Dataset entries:
______________________________

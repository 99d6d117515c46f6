//! Configuration validation for sbom-graph.
//!
//! Provides validation traits and implementations for all configuration types.

use super::types::{AppConfig, BehaviorConfig, OutputConfig, ProjectionConfig, SourceConfig};
use crate::error::{Result, SbomGraphError};

// ============================================================================
// Configuration Error
// ============================================================================

/// Error type for configuration validation.
#[derive(Debug, Clone, PartialEq, Eq)]
pub struct ConfigError {
    /// The field that failed validation
    pub field: String,
    /// Description of the validation error
    pub message: String,
}

impl std::fmt::Display for ConfigError {
    fn fmt(&self, f: &mut std::fmt::Formatter<'_>) -> std::fmt::Result {
        write!(f, "{}: {}", self.field, self.message)
    }
}

impl std::error::Error for ConfigError {}

// ============================================================================
// Validation Trait
// ============================================================================

/// Trait for validatable configuration types.
pub trait Validatable {
    /// Validate the configuration, returning any errors found.
    fn validate(&self) -> Vec<ConfigError>;

    /// Check if the configuration is valid.
    fn is_valid(&self) -> bool {
        self.validate().is_empty()
    }
}

impl AppConfig {
    /// Validate the whole configuration, folding every problem into one error.
    ///
    /// # Errors
    ///
    /// Returns [`SbomGraphError::Config`] listing each invalid field.
    pub fn ensure_valid(&self) -> Result<()> {
        let errors = self.validate();
        if errors.is_empty() {
            return Ok(());
        }
        let messages: Vec<String> = errors.iter().map(ToString::to_string).collect();
        Err(SbomGraphError::config(messages.join("; ")))
    }
}

// ============================================================================
// Validation Implementations
// ============================================================================

impl Validatable for AppConfig {
    fn validate(&self) -> Vec<ConfigError> {
        let mut errors = Vec::new();
        errors.extend(self.projection.validate());
        errors.extend(self.source.validate());
        errors.extend(self.output.validate());
        errors.extend(self.behavior.validate());
        errors
    }
}

impl Validatable for ProjectionConfig {
    fn validate(&self) -> Vec<ConfigError> {
        let mut errors = Vec::new();

        if self.key_separator.is_empty() {
            errors.push(ConfigError {
                field: "projection.key_separator".to_string(),
                message: "Separator must not be empty".to_string(),
            });
        }

        if self.max_depth == 0 {
            errors.push(ConfigError {
                field: "projection.max_depth".to_string(),
                message: "Max depth must be at least 1".to_string(),
            });
        }

        errors
    }
}

impl Validatable for SourceConfig {
    fn validate(&self) -> Vec<ConfigError> {
        let mut errors = Vec::new();

        if self.extensions.is_empty() {
            errors.push(ConfigError {
                field: "source.extensions".to_string(),
                message: "At least one file extension is required".to_string(),
            });
        }
        if self.extensions.iter().any(|ext| ext.trim().is_empty()) {
            errors.push(ConfigError {
                field: "source.extensions".to_string(),
                message: "File extensions must not be empty".to_string(),
            });
        }

        if self.max_file_size_mb == 0 {
            errors.push(ConfigError {
                field: "source.max_file_size_mb".to_string(),
                message: "Max file size must be at least 1 MB".to_string(),
            });
        }

        errors
    }
}

impl Validatable for OutputConfig {
    fn validate(&self) -> Vec<ConfigError> {
        let mut errors = Vec::new();

        if let Some(ref file_path) = self.file {
            if let Some(parent) = file_path.parent() {
                if !parent.as_os_str().is_empty() && !parent.exists() {
                    errors.push(ConfigError {
                        field: "output.file".to_string(),
                        message: format!("Parent directory does not exist: {}", parent.display()),
                    });
                }
            }
        }

        errors
    }
}

impl Validatable for BehaviorConfig {
    fn validate(&self) -> Vec<ConfigError> {
        // BehaviorConfig contains only boolean flags that don't need validation
        Vec::new()
    }
}

#[cfg(test)]
mod tests {
    use super::*;
    use std::path::PathBuf;

    #[test]
    fn test_default_config_is_valid() {
        assert!(AppConfig::default().is_valid());
    }

    #[test]
    fn test_ensure_valid_folds_errors() {
        assert!(AppConfig::default().ensure_valid().is_ok());

        let config = AppConfig::builder().key_separator("").max_depth(0).build();
        match config.ensure_valid() {
            Err(SbomGraphError::Config(msg)) => {
                assert!(msg.starts_with("projection.key_separator: "), "{msg}");
                assert!(msg.contains("; projection.max_depth: "), "{msg}");
            }
            other => panic!("expected Config error, got {other:?}"),
        }
    }

    #[test]
    fn test_projection_validation() {
        let config = ProjectionConfig {
            key_separator: String::new(),
            max_depth: 0,
            ..ProjectionConfig::default()
        };
        let errors = config.validate();
        assert_eq!(errors.len(), 2);
        assert_eq!(errors[0].field, "projection.key_separator");
        assert_eq!(errors[1].field, "projection.max_depth");
    }

    #[test]
    fn test_source_validation() {
        let config = SourceConfig {
            extensions: Vec::new(),
            recursive: true,
            max_file_size_mb: 0,
        };
        let fields: Vec<_> = config.validate().into_iter().map(|e| e.field).collect();
        assert_eq!(fields, ["source.extensions", "source.max_file_size_mb"]);
    }

    #[test]
    fn test_output_parent_must_exist() {
        let config = OutputConfig {
            file: Some(PathBuf::from("/nonexistent/dir/out.jsonl")),
            ..OutputConfig::default()
        };
        let errors = config.validate();
        assert_eq!(errors.len(), 1);
        assert!(errors[0].to_string().starts_with("output.file:"));

        let relative = OutputConfig {
            file: Some(PathBuf::from("out.jsonl")),
            ..OutputConfig::default()
        };
        assert!(relative.is_valid());
    }
}
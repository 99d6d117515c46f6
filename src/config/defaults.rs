//! Default values for sbom-graph configuration.

use super::types::{BehaviorConfig, ProjectionConfig, SourceConfig};
use crate::model::{RecordLayout, DEFAULT_MAX_DEPTH, DEFAULT_SEPARATOR};

/// Default extension of discovered documents.
pub const DEFAULT_EXTENSION: &str = "json";

/// Default document size limit in MB.
pub const DEFAULT_MAX_FILE_SIZE_MB: u64 = 512;

impl Default for ProjectionConfig {
    fn default() -> Self {
        Self {
            key_separator: DEFAULT_SEPARATOR.to_string(),
            max_depth: DEFAULT_MAX_DEPTH,
            layout: RecordLayout::Nested,
        }
    }
}

impl Default for SourceConfig {
    fn default() -> Self {
        Self {
            extensions: vec![DEFAULT_EXTENSION.to_string()],
            recursive: true,
            max_file_size_mb: DEFAULT_MAX_FILE_SIZE_MB,
        }
    }
}

impl Default for BehaviorConfig {
    fn default() -> Self {
        Self {
            fail_fast: false,
            parallel: true,
            quiet: false,
        }
    }
}
//! Pipeline orchestration for batch projection.
//!
//! This module provides the discover → project → write workflow shared by
//! the CLI command handlers.

mod batch;
mod output;
mod source;

pub use batch::{BatchReport, BatchRunner, DocumentOutcome};
pub use output::{write_elements, write_records, OutputFormat, OutputTarget};
pub use source::discover_documents;

/// Exit codes for CI/CD integration
pub mod exit_codes {
    /// Success - every document was projected
    pub const SUCCESS: i32 = 0;
    /// One or more documents failed or were not recognized
    pub const DOCUMENT_FAILURES: i32 = 1;
    /// A fatal error occurred (bad config, unreadable input, write failure)
    pub const ERROR: i32 = 2;
}
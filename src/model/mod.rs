//! Graph representation shared by all projectors.
//!
//! Both CycloneDX and SPDX documents are projected into the same element
//! stream: [`GraphElement`] nodes of one of four [`NodeKind`]s, identified by
//! namespaced [`NodeId`]s and linked through embedded edge lists.

mod attributes;
mod element;
mod identifiers;
mod sink;

pub use attributes::{
    attributes_excluding, flatten, flatten_with, try_flatten, Attributes, FlattenError,
    FlattenOptions, DEFAULT_MAX_DEPTH, DEFAULT_SEPARATOR, RESERVED_PREFIX,
};
pub use element::{GraphElement, RecordLayout, ATTRIBUTES_KEY, TYPE_KEY};
pub use identifiers::{EdgeName, EdgeRef, NodeId, NodeKind};
pub use sink::ElementSink;
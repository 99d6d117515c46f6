//! Attribute bags and the storage-safe flattener.
//!
//! Source documents carry arbitrarily nested fields. Graph stores generally
//! only accept scalar property values, so every node's attributes pass through
//! [`flatten`] before emission: nested mappings and lists become
//! separator-joined keys (`supplier.name`, `hashes.0.alg`).

use indexmap::IndexMap;
use serde_json::{Map, Value};
use thiserror::Error;

/// Ordered attribute mapping carried by a graph node.
pub type Attributes = IndexMap<String, Value>;

/// Keys beginning with this prefix are reserved for record metadata
/// (`__type`, `__component_id`, `__toId`, ...) and never survive flattening.
pub const RESERVED_PREFIX: &str = "__";

/// Default separator between path segments of a flattened key.
pub const DEFAULT_SEPARATOR: &str = ".";

/// Default nesting limit; deeper structures are kept unflattened.
pub const DEFAULT_MAX_DEPTH: usize = 32;

/// Options controlling [`flatten_with`].
#[derive(Debug, Clone, PartialEq, Eq)]
pub struct FlattenOptions {
    /// Separator placed between path segments
    pub separator: String,
    /// Maximum nesting depth that will be flattened
    pub max_depth: usize,
}

impl Default for FlattenOptions {
    fn default() -> Self {
        Self {
            separator: DEFAULT_SEPARATOR.to_string(),
            max_depth: DEFAULT_MAX_DEPTH,
        }
    }
}

/// Reasons a mapping cannot be flattened.
#[derive(Error, Debug, Clone, PartialEq, Eq)]
pub enum FlattenError {
    #[error("flattened key '{0}' is produced by more than one path")]
    KeyCollision(String),

    #[error("value at '{path}' is nested deeper than {max_depth} levels")]
    TooDeep { path: String, max_depth: usize },
}

/// Build an attribute mapping from `fields`, leaving out every key in `excluded`.
///
/// Used by the projectors to keep edge-bearing collections out of the
/// property bag without copying them in first.
pub fn attributes_excluding(fields: &Map<String, Value>, excluded: &[&str]) -> Attributes {
    fields
        .iter()
        .filter(|(key, _)| !excluded.contains(&key.as_str()))
        .map(|(key, value)| (key.clone(), value.clone()))
        .collect()
}

/// Flatten attributes with default options.
///
/// See [`flatten_with`].
pub fn flatten(attributes: &Attributes) -> Attributes {
    flatten_with(attributes, &FlattenOptions::default())
}

/// Prune and flatten an attribute mapping.
///
/// 1. keys whose value is an empty list are dropped;
/// 2. keys starting with [`RESERVED_PREFIX`] are dropped, at any nesting level;
/// 3. nested mappings and lists are flattened into separator-joined keys.
///
/// If step 3 fails (two paths produce the same key, or the nesting exceeds
/// `max_depth`) a warning is logged and the pruned mapping is returned
/// unflattened, so no data is lost. Applying this function to its own output
/// returns the output unchanged.
pub fn flatten_with(attributes: &Attributes, options: &FlattenOptions) -> Attributes {
    let pruned = prune(attributes);

    match try_flatten(&pruned, options) {
        Ok(flat) => flat,
        Err(err) => {
            tracing::warn!("Keeping attributes unflattened: {}", err);
            pruned
        }
    }
}

/// Drop empty-list values at the top level and reserved keys everywhere.
fn prune(attributes: &Attributes) -> Attributes {
    attributes
        .iter()
        .filter(|(key, value)| !key.starts_with(RESERVED_PREFIX) && !is_empty_list(value))
        .map(|(key, value)| (key.clone(), without_reserved(value)))
        .collect()
}

fn without_reserved(value: &Value) -> Value {
    match value {
        Value::Object(map) => Value::Object(
            map.iter()
                .filter(|(key, _)| !key.starts_with(RESERVED_PREFIX))
                .map(|(key, child)| (key.clone(), without_reserved(child)))
                .collect(),
        ),
        Value::Array(items) => Value::Array(items.iter().map(without_reserved).collect()),
        leaf => leaf.clone(),
    }
}

fn is_empty_list(value: &Value) -> bool {
    matches!(value, Value::Array(items) if items.is_empty())
}

/// Flatten every value of an already-pruned mapping.
pub fn try_flatten(
    attributes: &Attributes,
    options: &FlattenOptions,
) -> Result<Attributes, FlattenError> {
    let mut out = Attributes::with_capacity(attributes.len());
    for (key, value) in attributes {
        flatten_value(key.clone(), value, 0, options, &mut out)?;
    }
    Ok(out)
}

fn flatten_value(
    path: String,
    value: &Value,
    depth: usize,
    options: &FlattenOptions,
    out: &mut Attributes,
) -> Result<(), FlattenError> {
    match value {
        Value::Object(map) if !map.is_empty() => {
            check_depth(&path, depth, options)?;
            for (key, child) in map.iter().filter(|(key, _)| !key.starts_with(RESERVED_PREFIX)) {
                let child_path = join(&path, key, &options.separator);
                flatten_value(child_path, child, depth + 1, options, out)?;
            }
            Ok(())
        }
        Value::Array(items) => {
            // Empty nested lists carry nothing and are pruned like top-level ones.
            if !items.is_empty() {
                check_depth(&path, depth, options)?;
            }
            for (index, child) in items.iter().enumerate() {
                let child_path = join(&path, &index.to_string(), &options.separator);
                flatten_value(child_path, child, depth + 1, options, out)?;
            }
            Ok(())
        }
        leaf => {
            // A separator could glue a reserved prefix together from shorter keys.
            if path.starts_with(RESERVED_PREFIX) {
                return Ok(());
            }
            if out.insert(path.clone(), leaf.clone()).is_some() {
                return Err(FlattenError::KeyCollision(path));
            }
            Ok(())
        }
    }
}

fn check_depth(path: &str, depth: usize, options: &FlattenOptions) -> Result<(), FlattenError> {
    if depth >= options.max_depth {
        return Err(FlattenError::TooDeep {
            path: path.to_string(),
            max_depth: options.max_depth,
        });
    }
    Ok(())
}

fn join(prefix: &str, key: &str, separator: &str) -> String {
    let mut path = String::with_capacity(prefix.len() + separator.len() + key.len());
    path.push_str(prefix);
    path.push_str(separator);
    path.push_str(key);
    path
}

______________________________

TASK GOAL —
Return exactly what appears above, from the first line of the entries to the line with "pub struct ConfigError", inclusive.

TASK SOLUTION —
repository 99d6d117515c46f6
//! Configuration validation for sbom-graph.
//!
//! Provides validation traits and implementations for all configuration types.

use super::types::{AppConfig, BehaviorConfig, OutputConfig, ProjectionConfig, SourceConfig};
use crate::error::{Result, SbomGraphError};

// ============================================================================
// Configuration Error
// ============================================================================

/// Error type for configuration validation.
#[derive(Debug, Clone, PartialEq, Eq)]
pub struct ConfigError {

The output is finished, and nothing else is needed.